Marcos éticos ante trastornos sin respuesta
Los investigadores afirmaron que los experimentos se adhirieron a pautas éticas centradas en dos cuestiones en particular. La primera es el bienestar animal: "La pregunta científica tiene que justificar el uso de animales, el sufrimiento debe minimizarse y los experimentos solo deben realizarse cuando la información no pueda obtenerse adecuadamente con enfoques alternativos", asegura.

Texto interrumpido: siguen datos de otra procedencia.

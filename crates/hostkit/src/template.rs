//! Strict `{key}` template rendering.
//!
//! Templates use `{key}` placeholders and `{{` / `}}` for literal braces.
//! Rendering is a pure function: the same template and context always
//! produce the same bytes. A placeholder with no value in the context is
//! an error, never an empty string.

use crate::error::{Error, Result};
use std::collections::BTreeMap;

/// Values available to a template, keyed by placeholder name.
pub type Context = BTreeMap<String, String>;

/// Render `template` with values from `context`.
///
/// `name` only identifies the template in error messages.
pub fn render(name: &str, template: &str, context: &Context) -> Result<String> {
    let mut out = String::with_capacity(template.len());
    let bytes = template.as_bytes();
    let mut i = 0;
    let mut literal_start = 0;

    while i < bytes.len() {
        match bytes[i] {
            b'{' if bytes.get(i + 1) == Some(&b'{') => {
                out.push_str(&template[literal_start..i]);
                out.push('{');
                i += 2;
                literal_start = i;
            }
            b'}' if bytes.get(i + 1) == Some(&b'}') => {
                out.push_str(&template[literal_start..i]);
                out.push('}');
                i += 2;
                literal_start = i;
            }
            b'{' => {
                out.push_str(&template[literal_start..i]);
                let Some(len) = template[i + 1..].find('}') else {
                    return Err(invalid(name, i, "unterminated placeholder"));
                };
                let key = &template[i + 1..i + 1 + len];
                if !is_valid_key(key) {
                    return Err(invalid(name, i, &format!("invalid placeholder '{key}'")));
                }
                let value = context.get(key).ok_or_else(|| Error::MissingTemplateKey {
                    template: name.to_string(),
                    key: key.to_string(),
                })?;
                out.push_str(value);
                i += len + 2;
                literal_start = i;
            }
            b'}' => return Err(invalid(name, i, "unmatched '}'")),
            _ => i += 1,
        }
    }

    out.push_str(&template[literal_start..]);
    Ok(out)
}

/// Placeholder names a template references, in order of first use.
pub fn placeholders(template: &str) -> Vec<String> {
    let mut keys: Vec<String> = Vec::new();
    let mut rest = template;
    while let Some(start) = rest.find('{') {
        let after = &rest[start + 1..];
        if after.starts_with('{') {
            rest = &after[1..];
            continue;
        }
        let Some(end) = after.find('}') else { break };
        let key = &after[..end];
        if is_valid_key(key) && !keys.iter().any(|k| k == key) {
            keys.push(key.to_string());
        }
        rest = &after[end + 1..];
    }
    keys
}

fn is_valid_key(key: &str) -> bool {
    !key.is_empty()
        && key
            .chars()
            .all(|c| c.is_ascii_alphanumeric() || c == '-' || c == '_')
}

fn invalid(name: &str, offset: usize, message: &str) -> Error {
    Error::InvalidTemplate {
        template: name.to_string(),
        offset,
        message: message.to_string(),
    }
}
mod catalog;
mod cli;
mod commands;
mod db;
mod indexer;
mod matcher;
mod model;
mod pdf;
mod segmenter;
mod text;
mod title;
mod util;

use anyhow::Result;
use clap::Parser;
use tracing::error;
use tracing_subscriber::EnvFilter;

use crate::cli::{Cli, Commands};

fn main() {
    init_tracing();

    if let Err(err) = run() {
        error!(error = %err, "command failed");
        for cause in err.chain().skip(1) {
            error!(cause = %cause, "caused by");
        }
        std::process::exit(1);
    }
}

fn run() -> Result<()> {
    let cli = Cli::parse();

    match cli.command {
        Commands::Extract(args) => commands::extract::run(args),
        Commands::Slice(args) => commands::slice::run(args),
        Commands::Sections(args) => commands::sections::run(args),
        Commands::Ingest(args) => commands::ingest::run(args),
        Commands::Run(args) => commands::run::run(args),
        Commands::Status(args) => commands::status::run(args),
    }
}

fn init_tracing() {
    let env_filter = EnvFilter::try_from_default_env().unwrap_or_else(|_| EnvFilter::new("info"));

    tracing_subscriber::fmt()
        .with_env_filter(env_filter)
        .with_target(false)
        .with_writer(std::io::stderr)
        .init();
}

La segunda es si "la introducción de tejido neuronal humano cada vez más complejo en el sistema nervioso de un animal podría conducir a propiedades inesperadas, emergentes o novedosas que requerirían una consideración ética adicional", agrega.
Los ratones se veían como ejemplares normales al explorar su entorno, pero tenían déficits en la coordinación motora fina y diferencias en la memoria.
"También tenemos que evaluar el costo de no hacer este trabajo", concluye Pasca, al señalar que los trastornos neurológicos y psiquiátricos afectan a casi una de cada cinco personas.